[From Wikipedia:] “Rudy is a 1993 American film directed by David Anspaugh. It is an account of the life of Daniel “Rudy” Ruettiger, who harbored dreams of playing football at the University of Notre Dame despite significant obstacles. It was the first film that the Notre Dame administration allowed to be shot on campus since Knute Rockne, All American in 1940.”
I happened to catch the climatic end to the ultimate underdog story this morning. You can’t help but get a lump in your throat when the first teamers walk into Coach Devine’s office to give up their jersey so Rudy can dress for Saturday’s game. Rudy makes the call to his friend when he finds out he going to “dress” for the game, “I’ve never asked anything of you, but I want you to be there Saturday!” His parents and brother show up to the stadium, his best friend, the embittered groundskeeper.
The game clock is winding down and there is little time left for Rudy to get in the game (so that his name will show up in the record books). The slow chant builds up and soon the entire stadium is chanting, “Rudy! Rudy!” The quarterback goes against the coach’s orders and calls a trick play so the offense can score and defensive Rudy can be put on the field. Rudy runs down the field on the ensuing kickoff, his name forever sealed now in Notre Dame records. He yells to the sidelines, “What do I do? What do I do?” The defensive coordinator tells him to stay in for the last play, when he sacks the Georgia Tech quarterback on the last play!
The final gun sounds and the crowd goes crazy! The final credits say no player has ever been carried off the hallowed Notre Dame field since that great moment in 1975. What a film. The photo I used is of the real Rudy. I contemplated using a glossy Hollywood eye catcher from the film, when I realized that would miss the whole point. Sean Astin who played Rudy looks to be a great guy. But as the son of celebrities Patty Duke and John Astin, he was born on 3rd base. The story of triumph is Ruettiger.
What the real Ruettiger accomplished was incredible. Humble roots, dyslexia, small, slow, the only thing he did have was heart. Its also an incredibly sad film. The reality is much of what he did then would be impossible now for a young person to accomplish. In those day you actually could “work your way through college”. Kids today would have a hard time believing that. College costs today are a “life debt” that affect the graduate’s decisions for decades. Athletics has now dropped all pretense of being anything other than a business. Recent rulings now allow the athlete to at least profit off of his “name and image“. Universities and armies of coaches have done that for years.
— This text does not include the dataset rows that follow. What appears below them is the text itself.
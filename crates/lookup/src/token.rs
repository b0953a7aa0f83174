//! In-memory bearer token cache.
//!
//! The lookup service hands out tokens that expire after 30 minutes. A
//! token is reused until its configured time-to-live runs out, then
//! fetched again on the next lookup.

use std::time::Duration;

use chrono::{DateTime, TimeDelta, Utc};
use secrecy::SecretString;
use tracing::debug;

#[derive(Debug)]
struct CachedToken {
    value: SecretString,
    expires_at: DateTime<Utc>,
}

/// Caches a single bearer token until it expires.
///
/// All methods take the current time explicitly.
///
/// # Examples
///
/// ```
/// use std::time::Duration;
/// use chrono::{TimeDelta, Utc};
/// use secrecy::{ExposeSecret, SecretString};
/// use creditsearch_lookup::TokenCache;
///
/// let now = Utc::now();
/// let mut cache = TokenCache::new(Duration::from_secs(60));
/// cache.store(SecretString::from("abc".to_string()), now);
///
/// assert_eq!(cache.get(now).map(|t| t.expose_secret()), Some("abc"));
/// assert!(cache.get(now + TimeDelta::seconds(60)).is_none());
/// ```
#[derive(Debug)]
pub struct TokenCache {
    token: Option<CachedToken>,
    ttl: TimeDelta,
}

impl TokenCache {
    /// Creates an empty cache whose tokens live for `ttl`.
    #[must_use]
    pub fn new(ttl: Duration) -> Self {
        Self {
            token: None,
            ttl: TimeDelta::from_std(ttl).unwrap_or(TimeDelta::MAX),
        }
    }

    /// Returns the cached token if it is still valid at `now`.
    #[must_use]
    pub fn get(&self, now: DateTime<Utc>) -> Option<&SecretString> {
        self.token
            .as_ref()
            .filter(|token| now < token.expires_at)
            .map(|token| &token.value)
    }

    /// When the cached token expires, if one is cached.
    #[must_use]
    pub fn expires_at(&self) -> Option<DateTime<Utc>> {
        self.token.as_ref().map(|token| token.expires_at)
    }

    /// Caches `value`, fetched at `now`.
    pub fn store(&mut self, value: SecretString, now: DateTime<Utc>) {
        let expires_at = now
            .checked_add_signed(self.ttl)
            .unwrap_or(DateTime::<Utc>::MAX_UTC);
        debug!(%expires_at, "caching lookup token");
        self.token = Some(CachedToken { value, expires_at });
    }

    /// Drops the cached token.
    pub fn clear(&mut self) {
        if self.token.take().is_some() {
            debug!("cleared lookup token");
        }
    }
}

#[cfg(test)]
mod tests {
    use super::*;
    use secrecy::ExposeSecret;

    fn cache() -> TokenCache {
        TokenCache::new(Duration::from_secs(29 * 60))
    }

    fn secret(s: &str) -> SecretString {
        SecretString::from(s.to_string())
    }

    #[test]
    fn empty_cache_has_no_token() {
        let cache = cache();
        assert!(cache.get(Utc::now()).is_none());
        assert!(cache.expires_at().is_none());
    }

    #[test]
    fn token_valid_until_ttl() {
        let now = Utc::now();
        let mut cache = cache();
        cache.store(secret("tok"), now);

        assert!(cache.get(now).is_some());
        assert!(cache.get(now + TimeDelta::minutes(28)).is_some());
        assert!(cache.get(now + TimeDelta::minutes(29)).is_none());
        assert_eq!(cache.expires_at(), Some(now + TimeDelta::minutes(29)));
    }

    #[test]
    fn store_replaces_previous_token() {
        let now = Utc::now();
        let mut cache = cache();
        cache.store(secret("old"), now);
        cache.store(secret("new"), now + TimeDelta::minutes(1));

        let token = cache.get(now + TimeDelta::minutes(2)).unwrap();
        assert_eq!(token.expose_secret(), "new");
    }

    #[test]
    fn clear_drops_token() {
        let now = Utc::now();
        let mut cache = cache();
        cache.store(secret("tok"), now);
        cache.clear();
        assert!(cache.get(now).is_none());
        assert!(cache.expires_at().is_none());
    }

    #[test]
    fn debug_output_redacts_token() {
        let mut cache = cache();
        cache.store(secret("super-secret-token"), Utc::now());
        assert!(!format!("{cache:?}").contains("super-secret-token"));
    }
}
A coach today making $4 million a year would never go out on a limb for a kid. The selfish nature of people today would look at exalting someone by carrying them off the field as unthinkable. But that $4 million dollars? That’s not BS. A very, very, mediocre coach at Iowa has been making that going back at least 15 years. “March Madness”, the college basketball extravaganza? Guess what that contract is worth to CBS? In its most recent contract CBS paid the NCAA $10.8 billion dollars.
And we’re supposed to believe in the sanctity of “student athletics”? I was getting ready to post this when I realized I couldn’t “bring it home”. I was having a hard time figuring out what my major point was. Everything in America has been turned into such big business. The odds have been so stacked against the individual. Horatio Alger is dead and buried. The ‘American dream’ is now a nightmare. I think an outgrowth of that is the traction flat-out socialists are having in the 2020 presidential race. I don’t think people could explain it, but they know something is wrong in America.
Corporatism. That’s the word they’re looking for. Life is a series of pendulum swings. It has swung too long in favor of business (perhaps always). I think people realize this even if they couldn’t explain it. What Bernie and Elizabeth Warren are saying resonates with them. Socialism is of course Fool’s Gold, its a shiny lure with a hook in it they won’t feel until they bite down. At least we have a “dream”. Mexicans don’t, they have to come here for one. Brit’s don’t. Read their classics sometime. In the 1800s when old Horatio was writing his tales of rags to riches, British literature was consistently filled with the poor, deserving heroine who makes out when a rich relative assumes room temperature.
In the 1980’s and 1990’s there was a series of chess matches between the titans of the day and versions of IBM’s “Big Blue” supercomputer. For the longest time humans always proved master of the machine. Sometime around 2000 that was no longer the case. We no longer are in charge of our own destiny, we are simply along for the ride.